O beijo foi feroz, desesperado... A empurrei contra as prateleiras, e alguma coisa, uma lata, talvez, caiu no chão com um baque surdo. Nem ligamos.

Girei-a, fazendo suas costas encontrarem a parede fria. Meu corpo se pressionou contra o dela, e eu podia sentir cada curva através das nossas roupas.

O beijo se aprofundou, minha língua encontrando a dela, enquanto minha mão subia pela sua perna, sob o vestido preto.

Encontrei a liga da meia-calça, depois a pele nua, macia e quente acima dela.

Ela suspirou, ainda ofegante, e me puxou para um último beijo, lento e profundo.

— Você é um louco — murmurou contra minha boca, mas estava sorrindo.

— O seu louco — respondi, dando um último beijo rápido. — Boa noite, Lorena.

Ela se recompôs, passou as mãos no cabelo, olhou para a porta. Abriu um pouco, espiou, e então, com um último olhar para mim, saiu.

Fiquei ali, sozinho no meio dos temperos.

Passei a mão no rosto, sentindo o calor da sua pele dela ainda em meus lábios. Ajustei minha calça, tentando aliviar a pressão dolorosa da minha ereção, que estava longe de ter sido resolvida.

Respirei fundo, tentando me acalmar.

Esperei alguns minutos, o tempo suficiente para ela ter ido embora.
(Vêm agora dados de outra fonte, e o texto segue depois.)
use std::collections::VecDeque;

use crate::card::Card;
use crate::error::{Result, UnusError};
use crate::player::Player;

/// The seat at the table: everything the game shows or asks goes through here.
///
/// `prompt` blocks until an answer is available.
pub trait Interaction {
    fn prompt(&mut self, message: &str) -> Result<String>;

    fn notify(&mut self, message: &str) -> Result<()>;

    fn show_top(&mut self, top: &Card) -> Result<()>;

    fn show_hand(&mut self, player: &Player) -> Result<()>;
}

#[derive(Debug, Clone, PartialEq, Eq)]
pub enum Event {
    Prompt(String),
    Notify(String),
    Top(Card),
    Hand { player: String, cards: Vec<Card> },
}

/// Answers prompts from a fixed script and records everything it was shown.
#[derive(Debug, Default)]
pub struct ScriptedInteraction {
    answers: VecDeque<String>,
    transcript: Vec<Event>,
}

impl ScriptedInteraction {
    pub fn new<I, S>(answers: I) -> Self
    where
        I: IntoIterator<Item = S>,
        S: Into<String>,
    {
        Self {
            answers: answers.into_iter().map(Into::into).collect(),
            transcript: Vec::new(),
        }
    }

    pub fn transcript(&self) -> &[Event] {
        &self.transcript
    }

    pub fn prompts(&self) -> Vec<&str> {
        self.transcript
            .iter()
            .filter_map(|event| match event {
                Event::Prompt(message) => Some(message.as_str()),
                _ => None,
            })
            .collect()
    }

    pub fn notifications(&self) -> Vec<&str> {
        self.transcript
            .iter()
            .filter_map(|event| match event {
                Event::Notify(message) => Some(message.as_str()),
                _ => None,
            })
            .collect()
    }

    pub fn remaining_answers(&self) -> usize {
        self.answers.len()
    }
}

impl Interaction for ScriptedInteraction {
    fn prompt(&mut self, message: &str) -> Result<String> {
        self.transcript.push(Event::Prompt(message.to_string()));
        self.answers.pop_front().ok_or(UnusError::InputClosed)
    }

    fn notify(&mut self, message: &str) -> Result<()> {
        self.transcript.push(Event::Notify(message.to_string()));
        Ok(())
    }

    fn show_top(&mut self, top: &Card) -> Result<()> {
        self.transcript.push(Event::Top(*top));
        Ok(())
    }

    fn show_hand(&mut self, player: &Player) -> Result<()> {
        self.transcript.push(Event::Hand {
            player: player.name().to_string(),
            cards: player.hand.iter().copied().collect(),
        });
        Ok(())
    }
}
Quando saí, ela não estava mais na mesa.

O sorriso no meu rosto era impossível de conter. Paguei a conta, deixando uma gorjeta generosa para o garçom cúmplice, e saí para a noite.

Dirigi para casa com as mãos firmes no volante, o corpo ainda em alerta e a memória dela se despedaçando na minha mão queimando em minha mente.

Sim, ela tinha ido embora, mas eu tinha marcado território. Eu a tinha feito gemer meu nome na mente dela.

E sonhei, acordado, com o dia em que eu a teria na minha cama. E naquela noite, nada seria rápido.